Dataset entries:
──────────────────────────────
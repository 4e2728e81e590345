use crate::clause::{self, Assignment, IntoAssignments, IntoProjections, IntoValues, Projection};
use crate::dialect::Feature;
use crate::error::{BuildError, Result};
use crate::expr::{BoolExpr, ColumnRef, Expression};
use crate::render::{SqlBuilder, WriteSql};
use crate::table::{Columns, FromItem, ReadableTable, Table};

/// An UPDATE statement. Rendering fails without a WHERE clause.
#[derive(Debug, Clone)]
#[must_use]
pub struct UpdateStatement {
    table: Table,
    columns: Vec<ColumnRef>,
    values: Option<Vec<Expression>>,
    assignments: Vec<Assignment>,
    from: Option<FromItem>,
    where_clause: Option<Expression>,
    returning: Vec<Projection>,
}

impl UpdateStatement {
    pub fn new(table: Table, columns: impl Columns) -> Self {
        Self {
            table,
            columns: columns.into_column_refs(),
            values: None,
            assignments: Vec::new(),
            from: None,
            where_clause: None,
            returning: Vec::new(),
        }
    }

    /// Values for the columns given to `update`, in order. A single
    /// sub-query may stand for all of them.
    pub fn set(mut self, values: impl IntoValues) -> Self {
        self.values = Some(values.into_values());
        self
    }

    /// Explicit `col = value` assignments; repeated calls accumulate.
    pub fn assign(mut self, assignments: impl IntoAssignments) -> Self {
        self.assignments.extend(assignments.into_assignments());
        self
    }

    pub fn from(mut self, source: &impl ReadableTable) -> Self {
        self.from = Some(source.from_item());
        self
    }

    pub fn where_clause(mut self, predicate: impl Into<BoolExpr>) -> Self {
        self.where_clause = Some(predicate.into().into_expression());
        self
    }

    pub fn returning(mut self, projections: impl IntoProjections) -> Self {
        self.returning = projections.into_projections();
        self
    }

    pub(crate) fn returning_list(&self) -> &[Projection] {
        &self.returning
    }

    fn write_set(&self, b: &mut SqlBuilder<'_>) -> Result<()> {
        let paired = self
            .values
            .as_ref()
            .map(|values| Assignment::new(self.columns.clone(), values.clone()));
        let set: Vec<&Assignment> = paired.iter().chain(&self.assignments).collect();
        if set.is_empty() {
            return Err(BuildError::MissingClause {
                statement: "UPDATE",
                clause: "SET",
            });
        }
        b.new_line();
        b.write_str("SET ");
        b.write_list(&set, ", ", |b, a| a.write_sql(b))
    }
}

impl WriteSql for UpdateStatement {
    fn write_sql(&self, b: &mut SqlBuilder<'_>) -> Result<()> {
        let Some(predicate) = &self.where_clause else {
            return Err(BuildError::MissingClause {
                statement: "UPDATE",
                clause: "WHERE",
            });
        };
        b.write_str("UPDATE ");
        self.table.write_sql(b)?;
        self.write_set(b)?;
        if let Some(from) = &self.from {
            b.dialect().require(Feature::UpdateFrom)?;
            b.new_line();
            b.write_str("FROM ");
            from.write_sql(b)?;
        }
        clause::write_optional_clause(b, "WHERE", Some(predicate))?;
        clause::write_returning(b, &self.returning)
    }
}

impl super::Statement for UpdateStatement {}

#[cfg(test)]
mod tests {
    use super::*;
    use crate::dialect::{MySqlDialect, PostgresDialect, SqliteDialect};
    use crate::expr::kind::{Integer, Text};
    use crate::expr::{bool_lit, ExprKind};
    use crate::statement::{select, Statement};
    use crate::table::{Column, TableSource};
    use crate::value::SqlValue;
    use crate::FaultKind;

    fn users() -> Table {
        Table::new(
            None,
            "users",
            &[
                ("id", ExprKind::Integer),
                ("name", ExprKind::String),
                ("age", ExprKind::Integer),
            ],
        )
    }

    fn id() -> Column<Integer> {
        Column::new("users", "id")
    }

    fn name() -> Column<Text> {
        Column::new("users", "name")
    }

    fn age() -> Column<Integer> {
        Column::new("users", "age")
    }

    #[test]
    fn test_missing_where() {
        let err = users()
            .update((&name(), &age()))
            .set(("bob", 30))
            .sql(&PostgresDialect::new())
            .unwrap_err();
        assert_eq!(
            err,
            BuildError::MissingClause {
                statement: "UPDATE",
                clause: "WHERE"
            }
        );
    }

    #[test]
    fn test_explicit_opt_out() {
        let stmt = users().update(&age()).set((1,)).where_clause(bool_lit(true));
        let (sql, args) = stmt.sql(&SqliteDialect::new()).unwrap();
        assert_eq!(sql, "UPDATE users\nSET age = ?\nWHERE ?;");
        assert_eq!(args, vec![SqlValue::Int(1), SqlValue::Bool(true)]);
    }

    #[test]
    fn test_row_assignment_per_dialect() {
        let stmt = users()
            .update((&name(), &age()))
            .set(("bob", 30))
            .where_clause(id().eq(7));
        assert_eq!(
            stmt.sql(&PostgresDialect::new()).unwrap().0,
            "UPDATE users\nSET (name, age) = ($1, $2)\nWHERE (users.id = $3);"
        );
        assert_eq!(
            stmt.sql(&MySqlDialect::new()).unwrap().0,
            "UPDATE users\nSET name = ?, age = ?\nWHERE (users.id = ?);"
        );
    }

    #[test]
    fn test_assignments_accumulate() {
        let stmt = users()
            .update(())
            .assign(name().set("ann"))
            .assign(age().set(age().add(1)))
            .where_clause(id().eq(1));
        assert_eq!(
            stmt.debug_sql(&PostgresDialect::new()).unwrap(),
            "UPDATE users\nSET name = 'ann', age = (users.age + 1)\nWHERE (users.id = 1);"
        );
    }

    #[test]
    fn test_subquery_set_and_from() {
        let other = Table::new(None, "staging", &[("age", ExprKind::Integer)]);
        let staged: Column<Integer> = Column::new("staging", "age");
        let stmt = users()
            .update(&age())
            .set(select(crate::expr::func::max(&staged)).from(&other))
            .where_clause(id().eq(1));
        let sql = stmt.debug_sql(&SqliteDialect::new()).unwrap();
        assert!(sql.starts_with("UPDATE users\nSET age = (\n    SELECT MAX(staging.age)"));

        let joined = users()
            .update(&age())
            .set(&staged)
            .from(&other)
            .where_clause(id().eq(1));
        assert!(joined.sql(&PostgresDialect::new()).is_ok());
        assert_eq!(
            joined.sql(&MySqlDialect::new()).unwrap_err().kind(),
            FaultKind::Unsupported
        );
    }

    #[test]
    fn test_missing_set() {
        let err = users()
            .update(&age())
            .where_clause(id().eq(1))
            .sql(&PostgresDialect::new())
            .unwrap_err();
        assert_eq!(err.kind(), FaultKind::MissingClause);
    }
}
──────────────────────────────
What the task asks — The lines from the one containing "FaultKind::Unsupported" through the last line of the records are to be transcribed exactly, with nothing else added.

Written solution —
            FaultKind::Unsupported
        );
    }

    #[test]
    fn test_missing_set() {
        let err = users()
            .update(&age())
            .where_clause(id().eq(1))
            .sql(&PostgresDialect::new())
            .unwrap_err();
        assert_eq!(err.kind(), FaultKind::MissingClause);
    }
}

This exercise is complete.